Se Cannes lancia il guanto della sfida

Demaria: «Sono laica, nessun conflitto. Semplicemente una sana competizione»

Antonio Risolo

Cannes Si riparte. Con il privilegio dell'overture, Cannes inaugura oggi la nuova stagione dei saloni nautici, festeggia i suoi primi 40 anni e allo stesso tempo lancia il guanto della sfida all'eterno rivale: il Nautico di Genova che seguirà a ruota.

Una sfida, però, che anno dopo anno vede consolidarsi l'indiscussa supremazia della nostra Repubblica Marinara. Per spazi a terra e in acqua, per numero di espositori e visitatori.

Per crescere, infatti, i francesi vorrebbero ampliare l'offerta merceologica al segmento dei fuoribordo, e soprattutto della vela, ma sia Vieux Port, sia il Pierre Canto, sono al limite della capienza.

«A Cannes - dice Carla Demaria, presidente di Ucina Confindustria Nautica - noi italiani ci siamo sempre andati e sempre ci andremo. Più che di sfida, io parlerei di sana competizione. Che, tuttavia, ci vede in netto vantaggio grazie alla capacità ricettiva del Nautico di Genova, quest'anno già sold out fin dall'apertura delle iscrizioni. Innanzitutto c'è una grande differenza: dalla nostra abbiamo un'offerta più vasta dal punto di vista del prodotto e degli spazi che ci consentono di organizzare, al di là della vetrina di prodotti, una vera e propria festa del mare con tutte le attività sportive e acquatiche collegate. Cannes sta cercando di portare la vela da un'altra parte, ma questo sarebbe un ulteriore problema, perché smembrare il salone non è il massimo. Al contrario, quest'anno a Genova noi abbiamo potuto aggiungere altri pontili mobili vicino alle banchine delle darsene. Con il grande orgoglio di rappresentare tutti i settori, perché la mission di Ucina è proprio questa: rappresentare, difendere e promuovere tutta la filiera. In ogni caso mi considero molto laica: partecipiamo tutti, compresa la mia azienda (Monte Carlo Yachts, ndr) allo Yacnting Festival di Cannes. Come partecipiamo al Monaco Yacht Show che organizza una rassegna non in concorrenza, né con Cannes, né con Genova».

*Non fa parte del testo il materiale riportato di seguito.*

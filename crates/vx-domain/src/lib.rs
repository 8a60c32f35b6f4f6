#![deny(clippy::all, warnings)]
#![allow(
    clippy::missing_errors_doc,
    clippy::missing_panics_doc,
    clippy::must_use_candidate
)]

pub mod identity;
pub mod layout;
pub mod paths;

pub use identity::EnvironmentId;
pub use layout::{EnvironmentLayout, BIN_DIR};
pub use paths::absolutize;
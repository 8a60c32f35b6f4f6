use std::path::{Component, Path, PathBuf};

/// Lexically absolutize `path` against `cwd`, folding `.` and `..`
/// components without touching the filesystem. Symlinks are deliberately not
/// resolved: the identity of a script is the path the user invoked it by,
/// and resolving links would make the digest depend on disk state.
#[must_use]
pub fn absolutize(path: &Path, cwd: &Path) -> PathBuf {
    let joined = if path.is_absolute() {
        path.to_path_buf()
    } else {
        cwd.join(path)
    };
    let mut normalized = PathBuf::new();
    for component in joined.components() {
        match component {
            Component::CurDir => {}
            Component::ParentDir => {
                normalized.pop();
            }
            other => normalized.push(other.as_os_str()),
        }
    }
    normalized
}
use std::fmt;

use sha2::{Digest, Sha256};

/// Prefix hashed into package-mode identities so that a package named like a
/// script path can never collide with that script's environment.
const PACKAGE_NAMESPACE: &str = "pkg::";

/// Storage key for an isolated environment: a SHA-256 digest rendered as
/// lowercase hex. Deriving an identity never touches the filesystem, so the
/// same input text maps to the same key on every platform and in every
/// process.
#[derive(Debug, Clone, PartialEq, Eq, Hash)]
pub struct EnvironmentId(String);

impl EnvironmentId {
    /// Identity for a script, keyed by its absolutized path.
    #[must_use]
    pub fn for_script(absolute_path: &str) -> Self {
        Self::digest(absolute_path)
    }

    /// Identity for an installable package, keyed by its namespaced name.
    #[must_use]
    pub fn for_package(name: &str) -> Self {
        Self::digest(&format!("{PACKAGE_NAMESPACE}{name}"))
    }

    fn digest(input: &str) -> Self {
        let mut hasher = Sha256::new();
        hasher.update(input.as_bytes());
        Self(hex::encode(hasher.finalize()))
    }

    #[must_use]
    pub fn as_str(&self) -> &str {
        &self.0
    }
}

impl fmt::Display for EnvironmentId {
    fn fmt(&self, f: &mut fmt::Formatter<'_>) -> fmt::Result {
        f.write_str(&self.0)
    }
}
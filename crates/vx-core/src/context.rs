use std::env;
use std::path::{Path, PathBuf};

use anyhow::{Context, Result};

use crate::config::{Config, EnvSnapshot, GlobalOptions};

/// Immutable per-invocation state: parsed global options, the resolved
/// configuration, and the working directory captured once at startup. Every
/// operation receives this explicitly; there is no process-wide mutable
/// state.
pub struct CommandContext<'a> {
    pub global: &'a GlobalOptions,
    config: Config,
    cwd: PathBuf,
}

impl<'a> CommandContext<'a> {
    /// Builds a context from the current process environment.
    ///
    /// # Errors
    /// Returns an error if the environment root or working directory cannot
    /// be resolved.
    pub fn new(global: &'a GlobalOptions) -> Result<Self> {
        let snapshot = EnvSnapshot::capture();
        let config = Config::from_snapshot(&snapshot)?;
        let cwd = env::current_dir().context("working directory is not accessible")?;
        Ok(Self {
            global,
            config,
            cwd,
        })
    }

    #[must_use]
    pub fn config(&self) -> &Config {
        &self.config
    }

    #[must_use]
    pub fn cwd(&self) -> &Path {
        &self.cwd
    }

    #[must_use]
    pub fn verbose(&self) -> bool {
        self.global.verbose > 0
    }

    #[cfg(test)]
    pub(crate) fn testing(global: &'a GlobalOptions, config: Config, cwd: PathBuf) -> Self {
        Self {
            global,
            config,
            cwd,
        }
    }
}
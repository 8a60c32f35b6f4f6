mod common;

use common::{env_dirs, find_python, vx_cmd, write_script};

#[test]
fn clean_on_a_never_created_identity_is_a_no_op() {
    let temp = tempfile::tempdir().expect("tempdir");
    let work = tempfile::tempdir().expect("workdir");
    let script = write_script(work.path(), "tool.py", "print('hi')\n");

    let assert = vx_cmd(temp.path())
        .current_dir(work.path())
        .args(["--clean", script.to_str().expect("utf8 path")])
        .assert()
        .success();
    let stdout = String::from_utf8_lossy(&assert.get_output().stdout).to_string();
    assert!(
        stdout.contains("no environment"),
        "expected no-op report, got: {stdout}"
    );
}

#[test]
fn target_exit_code_is_forwarded() {
    let Some(python) = find_python() else {
        eprintln!("skipping exit code test (python not found)");
        return;
    };
    let temp = tempfile::tempdir().expect("tempdir");
    let work = tempfile::tempdir().expect("workdir");
    let script = write_script(work.path(), "fails.py", "import sys\nsys.exit(7)\n");

    let assert = vx_cmd(temp.path())
        .current_dir(work.path())
        .env("VX_PYTHON", &python)
        .arg(script.to_str().expect("utf8 path"))
        .assert()
        .code(7);
    let stderr = String::from_utf8_lossy(&assert.get_output().stderr).to_string();
    assert!(
        stderr.contains("--verbose"),
        "non-verbose failures should hint at --verbose, got: {stderr}"
    );
    assert_eq!(env_dirs(temp.path()).len(), 1, "environment should persist");
}

#[test]
fn environment_is_reused_across_invocations() {
    let Some(python) = find_python() else {
        eprintln!("skipping reuse test (python not found)");
        return;
    };
    let temp = tempfile::tempdir().expect("tempdir");
    let work = tempfile::tempdir().expect("workdir");
    let script = write_script(work.path(), "ok.py", "print('ok')\n");
    let script_arg = script.to_str().expect("utf8 path");

    let first = vx_cmd(temp.path())
        .current_dir(work.path())
        .env("VX_PYTHON", &python)
        .arg(script_arg)
        .assert()
        .success();
    let first_stderr = String::from_utf8_lossy(&first.get_output().stderr).to_string();
    assert!(
        first_stderr.contains("creating environment"),
        "first run provisions, got: {first_stderr}"
    );

    let second = vx_cmd(temp.path())
        .current_dir(work.path())
        .env("VX_PYTHON", &python)
        .arg(script_arg)
        .assert()
        .success();
    let second_stderr = String::from_utf8_lossy(&second.get_output().stderr).to_string();
    assert!(
        !second_stderr.contains("creating environment"),
        "second run must reuse the environment, got: {second_stderr}"
    );
    assert_eq!(env_dirs(temp.path()).len(), 1);
}

#[test]
fn run_once_removes_the_environment_even_when_the_target_fails() {
    let Some(python) = find_python() else {
        eprintln!("skipping run-once test (python not found)");
        return;
    };
    let temp = tempfile::tempdir().expect("tempdir");
    let work = tempfile::tempdir().expect("workdir");
    let script = write_script(work.path(), "fails.py", "import sys\nsys.exit(3)\n");

    vx_cmd(temp.path())
        .current_dir(work.path())
        .env("VX_PYTHON", &python)
        .args(["--run-once", script.to_str().expect("utf8 path")])
        .assert()
        .code(3);
    assert!(
        env_dirs(temp.path()).is_empty(),
        "run-once must tear the environment down"
    );
}

#[test]
fn create_run_clean_round_trip_leaves_nothing_behind() {
    let Some(python) = find_python() else {
        eprintln!("skipping round-trip test (python not found)");
        return;
    };
    let temp = tempfile::tempdir().expect("tempdir");
    let work = tempfile::tempdir().expect("workdir");
    let script = write_script(work.path(), "ok.py", "print('ok')\n");
    let script_arg = script.to_str().expect("utf8 path");

    vx_cmd(temp.path())
        .current_dir(work.path())
        .env("VX_PYTHON", &python)
        .arg(script_arg)
        .assert()
        .success();
    assert_eq!(env_dirs(temp.path()).len(), 1);

    vx_cmd(temp.path())
        .current_dir(work.path())
        .args(["--clean", script_arg])
        .assert()
        .success();
    assert!(env_dirs(temp.path()).is_empty());
}

#[test]
fn missing_default_manifest_warns_but_still_runs() {
    let Some(python) = find_python() else {
        eprintln!("skipping manifest warning test (python not found)");
        return;
    };
    let temp = tempfile::tempdir().expect("tempdir");
    let work = tempfile::tempdir().expect("workdir");
    let script = write_script(work.path(), "ok.py", "print('ok')\n");

    let assert = vx_cmd(temp.path())
        .current_dir(work.path())
        .env("VX_PYTHON", &python)
        .arg(script.to_str().expect("utf8 path"))
        .assert()
        .success();
    let stderr = String::from_utf8_lossy(&assert.get_output().stderr).to_string();
    assert!(
        stderr.contains("requirements.txt"),
        "expected the missing-manifest warning, got: {stderr}"
    );
}

#[test]
fn missing_explicit_manifest_is_fatal() {
    let Some(python) = find_python() else {
        eprintln!("skipping explicit manifest test (python not found)");
        return;
    };
    let temp = tempfile::tempdir().expect("tempdir");
    let work = tempfile::tempdir().expect("workdir");
    let script = write_script(work.path(), "ok.py", "print('ok')\n");

    let assert = vx_cmd(temp.path())
        .current_dir(work.path())
        .env("VX_PYTHON", &python)
        .args(["--deps", "custom.txt", script.to_str().expect("utf8 path")])
        .assert()
        .code(1);
    let stderr = String::from_utf8_lossy(&assert.get_output().stderr).to_string();
    assert!(
        stderr.contains("custom.txt"),
        "expected the missing manifest to be named, got: {stderr}"
    );
}

#[test]
fn missing_script_is_a_user_error() {
    let Some(python) = find_python() else {
        eprintln!("skipping missing script test (python not found)");
        return;
    };
    let temp = tempfile::tempdir().expect("tempdir");
    let work = tempfile::tempdir().expect("workdir");

    vx_cmd(temp.path())
        .current_dir(work.path())
        .env("VX_PYTHON", &python)
        .arg("does-not-exist.py")
        .assert()
        .code(1);
}
use std::fs;
use std::io;

use serde_json::json;
use tracing::{info, warn};

use vx_domain::EnvironmentLayout;

use crate::outcome::ExecutionOutcome;

/// Remove an environment directory. Already-absent directories are a
/// successful no-op.
pub(crate) fn remove_environment(layout: &EnvironmentLayout) -> ExecutionOutcome {
    let root = layout.root();
    match fs::remove_dir_all(root) {
        Ok(()) => {
            info!(env = %root.display(), "removed environment");
            ExecutionOutcome::success(
                format!("removed environment {}", root.display()),
                json!({ "env": root.display().to_string(), "removed": true }),
            )
        }
        Err(err) if err.kind() == io::ErrorKind::NotFound => ExecutionOutcome::success(
            format!("no environment at {}", root.display()),
            json!({ "env": root.display().to_string(), "removed": false }),
        ),
        Err(err) => ExecutionOutcome::failure(
            format!("failed to remove environment {}: {err}", root.display()),
            json!({ "env": root.display().to_string() }),
        ),
    }
}

/// Run-once teardown: best effort, never changes the run's own outcome.
pub(crate) fn teardown(layout: &EnvironmentLayout) {
    let root = layout.root();
    match fs::remove_dir_all(root) {
        Ok(()) => info!(env = %root.display(), "removed environment after run"),
        Err(err) if err.kind() == io::ErrorKind::NotFound => {}
        Err(err) => warn!(env = %root.display(), %err, "run-once teardown failed"),
    }
}
use std::collections::HashMap;
use std::env;
use std::path::PathBuf;

use anyhow::{anyhow, Result};
use dirs_next::home_dir;
use serde::{Deserialize, Serialize};

/// Overrides the `~/.vx` root; environments then live in `$VX_HOME/envs`.
pub const HOME_ENV: &str = "VX_HOME";
/// Overrides discovery of the base interpreter used for provisioning.
pub const PYTHON_ENV: &str = "VX_PYTHON";

const HOME_SUBDIR: &str = ".vx";
const ENVS_SUBDIR: &str = "envs";

#[derive(Debug, Clone, Default, Serialize, Deserialize)]
pub struct GlobalOptions {
    pub verbose: u8,
}

#[derive(Debug, Clone)]
pub(crate) struct EnvSnapshot {
    vars: HashMap<String, String>,
}

impl EnvSnapshot {
    pub(crate) fn capture() -> Self {
        Self {
            vars: env::vars().collect(),
        }
    }

    pub(crate) fn var(&self, key: &str) -> Option<&str> {
        self.vars.get(key).map(String::as_str)
    }

    #[cfg(test)]
    pub(crate) fn testing(pairs: &[(&str, &str)]) -> Self {
        let vars = pairs
            .iter()
            .map(|(k, v)| ((*k).to_string(), (*v).to_string()))
            .collect();
        Self { vars }
    }
}

#[derive(Debug)]
pub struct Config {
    pub(crate) env_root: EnvRoot,
    pub(crate) base_python: Option<String>,
}

impl Config {
    pub(crate) fn from_snapshot(snapshot: &EnvSnapshot) -> Result<Self> {
        Ok(Self {
            env_root: resolve_env_root(snapshot)?,
            base_python: snapshot.var(PYTHON_ENV).map(ToOwned::to_owned),
        })
    }

    #[must_use]
    pub fn env_root(&self) -> &EnvRoot {
        &self.env_root
    }

    #[must_use]
    pub fn base_python(&self) -> Option<&str> {
        self.base_python.as_deref()
    }
}

/// Where environments are stored, and which setting chose that location.
#[derive(Debug, Clone)]
pub struct EnvRoot {
    pub path: PathBuf,
    pub source: &'static str,
}

fn resolve_env_root(snapshot: &EnvSnapshot) -> Result<EnvRoot> {
    if let Some(value) = snapshot.var(HOME_ENV) {
        return Ok(EnvRoot {
            path: PathBuf::from(value).join(ENVS_SUBDIR),
            source: HOME_ENV,
        });
    }
    let home = home_dir().ok_or_else(|| anyhow!("home directory not found"))?;
    Ok(EnvRoot {
        path: home.join(HOME_SUBDIR).join(ENVS_SUBDIR),
        source: "home",
    })
}
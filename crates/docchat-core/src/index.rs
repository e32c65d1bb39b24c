//! In-memory nearest-neighbor index over embedded chunks.
//!
//! Vector search is brute-force cosine similarity over all stored vectors,
//! which is plenty for a corpus of uploaded office documents. Vectors are
//! kept in one flat buffer in insertion order; entry `i` owns
//! `vectors[i * dims..(i + 1) * dims]`.
//!
//! Persistence (versioned directories, atomic swap) is handled by the app
//! crate's `index_store` module; this type only knows how to hold and
//! query the `(source_id, ordinal, vector)` triples.

use serde::{Deserialize, Serialize};

use crate::chunk::ChunkerConfig;
use crate::embedding::cosine_similarity;
use crate::error::{RagError, RagResult};
use crate::models::{ChunkRef, ScoredChunk};

/// Similarity metric used for every index. Recorded in the persisted
/// manifest so a future metric change cannot silently mix scores.
pub const METRIC_COSINE: &str = "cosine";

/// Parameters of the embedding space an index was built in.
#[derive(Debug, Clone, PartialEq, Eq, Serialize, Deserialize)]
pub struct IndexParams {
    /// Embedding model that produced the vectors.
    pub model: String,
    /// Vector dimensionality; queries must match it.
    pub dims: usize,
    /// Similarity metric (always [`METRIC_COSINE`]).
    pub metric: String,
    /// Chunking parameters used to produce the indexed chunks.
    pub chunker: ChunkerConfig,
}

impl IndexParams {
    pub fn new(model: impl Into<String>, dims: usize, chunker: ChunkerConfig) -> Self {
        Self {
            model: model.into(),
            dims,
            metric: METRIC_COSINE.to_string(),
            chunker,
        }
    }
}

#[derive(Debug, Clone)]
pub struct VectorIndex {
    params: IndexParams,
    entries: Vec<ChunkRef>,
    vectors: Vec<f32>,
}

impl VectorIndex {
    pub fn new(params: IndexParams) -> Self {
        Self {
            params,
            entries: Vec::new(),
            vectors: Vec::new(),
        }
    }

    /// Rebuild an index from its persisted parts.
    ///
    /// `vectors` must hold exactly `entries.len() * params.dims` floats.
    pub fn from_parts(
        params: IndexParams,
        entries: Vec<ChunkRef>,
        vectors: Vec<f32>,
    ) -> RagResult<Self> {
        if params.metric != METRIC_COSINE {
            return Err(RagError::CorruptIndex(format!(
                "unsupported similarity metric '{}'",
                params.metric
            )));
        }
        if entries.len() * params.dims != vectors.len() {
            return Err(RagError::CorruptIndex(format!(
                "index holds {} entries of {} dims but {} vector values",
                entries.len(),
                params.dims,
                vectors.len()
            )));
        }
        Ok(Self {
            params,
            entries,
            vectors,
        })
    }

    /// Append an embedded chunk. Insertion order is the tie-break order for
    /// queries.
    pub fn insert(&mut self, chunk: ChunkRef, vector: &[f32]) -> RagResult<()> {
        if vector.len() != self.params.dims {
            return Err(RagError::IncompatibleIndex {
                index_dims: self.params.dims,
                query_dims: vector.len(),
            });
        }
        self.entries.push(chunk);
        self.vectors.extend_from_slice(vector);
        Ok(())
    }

    pub fn params(&self) -> &IndexParams {
        &self.params
    }

    pub fn entries(&self) -> &[ChunkRef] {
        &self.entries
    }

    /// All vectors, flattened in entry order.
    pub fn flat_vectors(&self) -> &[f32] {
        &self.vectors
    }

    pub fn vector(&self, i: usize) -> Option<&[f32]> {
        let dims = self.params.dims;
        self.vectors.get(i * dims..(i + 1) * dims)
    }

    pub fn len(&self) -> usize {
        self.entries.len()
    }

    pub fn is_empty(&self) -> bool {
        self.entries.is_empty()
    }

    /// Reject embedders whose vector space differs from this index's.
    pub fn ensure_compatible(&self, dims: usize) -> RagResult<()> {
        if dims != self.params.dims {
            return Err(RagError::IncompatibleIndex {
                index_dims: self.params.dims,
                query_dims: dims,
            });
        }
        Ok(())
    }

    /// Return up to `k` nearest entries, best first.
    ///
    /// Equal scores keep insertion order. An empty index yields an empty
    /// result.
    ///
    /// # Errors
    ///
    /// - [`RagError::Config`] if `k == 0`.
    /// - [`RagError::IncompatibleIndex`] if `vector` has the wrong length.
    pub fn query(&self, vector: &[f32], k: usize) -> RagResult<Vec<ScoredChunk>> {
        if k == 0 {
            return Err(RagError::Config("k must be >= 1".into()));
        }
        if self.is_empty() {
            return Ok(Vec::new());
        }
        self.ensure_compatible(vector.len())?;

        let dims = self.params.dims;
        let mut scored: Vec<(usize, f32)> = self
            .vectors
            .chunks_exact(dims.max(1))
            .take(self.entries.len())
            .map(|v| cosine_similarity(vector, v))
            .enumerate()
            .collect();

        // Stable sort: ties keep insertion order.
        scored.sort_by(|a, b| b.1.total_cmp(&a.1));
        scored.truncate(k);

        Ok(scored
            .into_iter()
            .map(|(i, score)| ScoredChunk {
                source_id: self.entries[i].source_id.clone(),
                ordinal: self.entries[i].ordinal,
                score,
            })
            .collect())
    }
}
//! Text generation providers.
//!
//! - **[`OpenAIGenerator`]**: chat completions on api.openai.com (or a
//!   compatible `url`). Key from `OPENAI_API_KEY`.
//! - **[`AzureGenerator`]**: an Azure OpenAI chat deployment. Key from
//!   `AZURE_OPENAI_API_KEY`.
//! - **[`OllamaGenerator`]**: `/api/generate` on a local Ollama instance.
//!
//! The prompt is sent as a single user message; the configured temperature
//! (default 0.2) applies to every provider.

use std::sync::Arc;

use anyhow::{bail, Result};
use async_trait::async_trait;
use docchat_core::generate::TextGenerator;
use docchat_core::{RagError, RagResult};
use serde_json::Value;

use crate::config::GenerationConfig;
use crate::http;

const OPENAI_URL: &str = "https://api.openai.com/v1";
const OLLAMA_URL: &str = "http://localhost:11434";

fn chat_body(model: Option<&str>, prompt: &str, temperature: f32) -> Value {
    let mut body = serde_json::json!({
        "messages": [{ "role": "user", "content": prompt }],
        "temperature": temperature,
    });
    if let Some(model) = model {
        body["model"] = Value::String(model.to_string());
    }
    body
}

/// `choices[0].message.content` of a chat completion.
fn parse_chat_response(json: &Value) -> RagResult<String> {
    json.get("choices")
        .and_then(|c| c.get(0))
        .and_then(|c| c.get("message"))
        .and_then(|m| m.get("content"))
        .and_then(|c| c.as_str())
        .map(|s| s.trim().to_string())
        .ok_or_else(|| RagError::Generation("invalid response: missing choices[0].message.content".into()))
}

pub struct OpenAIGenerator {
    client: reqwest::Client,
    base_url: String,
    api_key: String,
    model: String,
    temperature: f32,
    max_retries: u32,
}

impl OpenAIGenerator {
    pub fn new(config: &GenerationConfig) -> Result<Self> {
        Ok(Self {
            client: http::client(config.timeout_secs).map_err(anyhow::Error::msg)?,
            base_url: config
                .url
                .clone()
                .unwrap_or_else(|| OPENAI_URL.to_string())
                .trim_end_matches('/')
                .to_string(),
            api_key: http::api_key("OPENAI_API_KEY").map_err(anyhow::Error::msg)?,
            model: config.model.clone().unwrap_or_else(|| "gpt-4o-mini".to_string()),
            temperature: config.temperature,
            max_retries: config.max_retries,
        })
    }
}

#[async_trait]
impl TextGenerator for OpenAIGenerator {
    fn model_name(&self) -> &str {
        &self.model
    }

    async fn generate(&self, prompt: &str) -> RagResult<String> {
        let auth = format!("Bearer {}", self.api_key);
        let json = http::post_json(
            &self.client,
            &format!("{}/chat/completions", self.base_url),
            &[("Authorization", auth.as_str())],
            &chat_body(Some(&self.model), prompt, self.temperature),
            self.max_retries,
            "OpenAI",
        )
        .await
        .map_err(RagError::Generation)?;
        parse_chat_response(&json)
    }
}

pub struct AzureGenerator {
    client: reqwest::Client,
    url: String,
    api_key: String,
    deployment: String,
    temperature: f32,
    max_retries: u32,
}

impl AzureGenerator {
    pub fn new(config: &GenerationConfig) -> Result<Self> {
        let (Some(endpoint), Some(deployment)) = (&config.url, &config.deployment) else {
            bail!("generation.url and generation.deployment required for Azure provider");
        };
        Ok(Self {
            client: http::client(config.timeout_secs).map_err(anyhow::Error::msg)?,
            url: http::azure_url(endpoint, deployment, "chat/completions", &config.api_version),
            api_key: http::api_key("AZURE_OPENAI_API_KEY").map_err(anyhow::Error::msg)?,
            deployment: deployment.clone(),
            temperature: config.temperature,
            max_retries: config.max_retries,
        })
    }
}

#[async_trait]
impl TextGenerator for AzureGenerator {
    fn model_name(&self) -> &str {
        &self.deployment
    }

    async fn generate(&self, prompt: &str) -> RagResult<String> {
        let json = http::post_json(
            &self.client,
            &self.url,
            &[("api-key", self.api_key.as_str())],
            &chat_body(None, prompt, self.temperature),
            self.max_retries,
            "Azure OpenAI",
        )
        .await
        .map_err(RagError::Generation)?;
        parse_chat_response(&json)
    }
}

pub struct OllamaGenerator {
    client: reqwest::Client,
    url: String,
    model: String,
    temperature: f32,
    max_retries: u32,
}

impl OllamaGenerator {
    pub fn new(config: &GenerationConfig) -> Result<Self> {
        Ok(Self {
            client: http::client(config.timeout_secs).map_err(anyhow::Error::msg)?,
            url: config
                .url
                .clone()
                .unwrap_or_else(|| OLLAMA_URL.to_string())
                .trim_end_matches('/')
                .to_string(),
            model: config.model.clone().unwrap_or_else(|| "llama3.1".to_string()),
            temperature: config.temperature,
            max_retries: config.max_retries,
        })
    }
}

#[async_trait]
impl TextGenerator for OllamaGenerator {
    fn model_name(&self) -> &str {
        &self.model
    }

    async fn generate(&self, prompt: &str) -> RagResult<String> {
        let body = serde_json::json!({
            "model": self.model,
            "prompt": prompt,
            "stream": false,
            "options": { "temperature": self.temperature },
        });
        let json = http::post_json(
            &self.client,
            &format!("{}/api/generate", self.url),
            &[],
            &body,
            self.max_retries,
            "Ollama",
        )
        .await
        .map_err(RagError::Generation)?;
        json.get("response")
            .and_then(|r| r.as_str())
            .map(|s| s.trim().to_string())
            .ok_or_else(|| RagError::Generation("invalid Ollama response: missing response".into()))
    }
}

/// Instantiate the configured generation provider.
pub fn create_generator(config: &GenerationConfig) -> Result<Arc<dyn TextGenerator>> {
    match config.provider.as_str() {
        "openai" => Ok(Arc::new(OpenAIGenerator::new(config)?)),
        "azure" => Ok(Arc::new(AzureGenerator::new(config)?)),
        "ollama" => Ok(Arc::new(OllamaGenerator::new(config)?)),
        other => bail!("Unknown generation provider: {}", other),
    }
}

#[cfg(test)]
mod tests {
    use super::*;

    #[test]
    fn test_chat_body_shape() {
        let body = chat_body(Some("gpt-4o-mini"), "hi", 0.2);
        assert_eq!(body["model"], "gpt-4o-mini");
        assert_eq!(body["messages"][0]["role"], "user");
        assert_eq!(body["messages"][0]["content"], "hi");
        assert!(chat_body(None, "hi", 0.2).get("model").is_none());
    }

    #[test]
    fn test_parse_chat_response() {
        let json = serde_json::json!({
            "choices": [{ "message": { "role": "assistant", "content": " Paris. \n" } }]
        });
        assert_eq!(parse_chat_response(&json).unwrap(), "Paris.");
        assert!(matches!(
            parse_chat_response(&serde_json::json!({ "choices": [] })),
            Err(RagError::Generation(_))
        ));
    }

    #[tokio::test]
    async fn test_unreachable_provider_is_generation_error() {
        let config = GenerationConfig {
            provider: "ollama".into(),
            url: Some("http://127.0.0.1:9".into()),
            max_retries: 0,
            timeout_secs: 1,
            ..Default::default()
        };
        let generator = create_generator(&config).unwrap();
        assert_eq!(generator.model_name(), "llama3.1");
        assert!(matches!(
            generator.generate("hello").await,
            Err(RagError::Generation(_))
        ));
    }
}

Intanto il mercato manda segnali netti di ripresa, già iniziata nel 2016: «Il fatto che tutti gli espositori della scorsa edizione abbiano fatto richiesta di avere maggiori spazi, sia in acqua sia a terra, significa che il salone li ha fatti lavorare - aggiunge Demaria - E poi c'è il ritorno dei grandi marchi nonostante un contesto di conflittualità chevogliamo risolvere. Per non parlare dei nuovi brand che vengono a Genova per la prima volta».

Un tale... Norberto Ferretti diceva: «A Cannes si fanno i giochi, a Genova si firmano i contratti». È ancora una regola?

«Ho un enorme rispetto per Norberto Ferretti - conclude - ha scritto una pagina importante della nautica mondiale. In parte ha ragione, ma forse questo valeva per gli anni del boom. In realtà i contratti si firmano anche a Cannes. È possibile che un armatore veda uno yacht a Cannes e poi si conceda una breve pausa di riflessione... Ecco quindi che tutto si può concretizzare a Genova. Il Ferretti-pensiero forse era più realistico qualche anno fa, quando il mercato non aveva ancora conosciuto la crisi che ha colpito la nautica in particolare».